Study Shows Wearable Devices Can Read Passwords
07/09/2014
By Edwin L. Aguirre
A team of researchers at the university’s Cyber Forensics Laboratory, led by computer science Assoc. Prof. Xinwen Fu, has shown that thieves and hackers can use video from wearable devices such as Google Glass to spy on unsuspecting people. Google Glass is a hands-free, head-mounted computer developed by the Internet search giant that allows one to capture high-def video via voice command. This is what makes the device discreet and stealthy to use, especially in crowded areas, notes Fu.
“For example, if you use online banking and you type in your PIN, the hacker can potentially access your bank account,” he says.
Aside from Google Glass, Fu and his team also conducted extensive experiments using other video-recording devices such as a Logitech webcam, an iPhone 5 camera and a Samsung smartwatch.
Although the group will officially present its findings at this year’s Black Hat USA cyber-security conference to be held in August in Las Vegas, news of the group’s groundbreaking investigation has already been featured in numerous media outlets worldwide, including CNN, CNBC, the Daily Mail in London, the New Zealand Herald, Business Insider Singapore, WIRED and the Huffington Post.
Other members of Fu’s team include computer science Assoc. Prof. Benyuan Liu and Ph.D. students Qinggang Yue and Zupei Li, as well as collaborators from Towson University near Baltimore and Southeast University and University of Macau, both in China.
It’s All in the Finger
Fu and his co-researchers have developed a special video-recognition software that tracks the movement of a victim’s fingertip and uses the fingertip’s relative position on the touch screen to recognize the touch input.
“We carefully analyzed the shadow formed around the fingertip and applied computer-vision techniques to automatically track the touching fingertip and locate the touched points,” explains Fu. “An algorithm is then used to map the estimated touched points and correlate them to a reference image of the device’s keypad, enabling us to crack the passcode.”

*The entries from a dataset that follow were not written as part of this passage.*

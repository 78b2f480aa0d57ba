//! `remediate` command: knowledge-base lookup

use crate::models::Category;
use crate::remediation;
use anyhow::Result;
use std::str::FromStr;

#[derive(clap::Args, Debug)]
pub struct RemediateArgs {
    /// Vulnerability type, e.g. SQL_INJECTION
    #[arg(value_name = "TYPE")]
    pub vulnerability_type: String,

    /// Language, e.g. python, java
    pub language: String,
}

pub(crate) fn run(args: &RemediateArgs) -> Result<i32> {
    let category = Category::from_str(&args.vulnerability_type)?;
    match remediation::get(category, &args.language) {
        Some(remediation) => println!("{}", serde_json::to_string_pretty(remediation)?),
        None => println!("{{}}"),
    }
    Ok(0)
}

The team tested the software using male and female subjects (different finger shapes and sizes, fingernail lengths and typing styles), as well as various camera viewing angles, distances and lighting conditions. In 30 experiments, the software could automatically recognize from Google Glass video more than 90 percent of iPad passcodes recorded from up to 10 feet away. Using video recorded with a Panasonic HD camcorder and 12x optical zoom from a distance of more than 140 feet, the success rate jumped to 100 percent.
The team also tried the technique not just on iPads but also on Google’s Nexus 7 tablet and the iPhone 5. The major vulnerability of such targeted devices is that the alphanumeric keys are always exactly in the same spot on the keypad.
“As a countermeasure, we’ve designed an app called Privacy Enhancing Keyboard, or PEK, which displays a randomized keypad on Android mobile devices,” says Fu. “Users can use the PEK when typing in sensitive information such as passwords and then switch to a standard QWERTY keypad layout for typing normal text.”
He adds: “Exposing the dangers of video attacks will hopefully lead to more widespread solutions.”
In the meantime, Fu advises that when you unlock your iPad in public, take extra precaution by covering your finger with your free hand as you type in your passcode. It’s a simple procedure that can help you safeguard your personal data from prying eyes.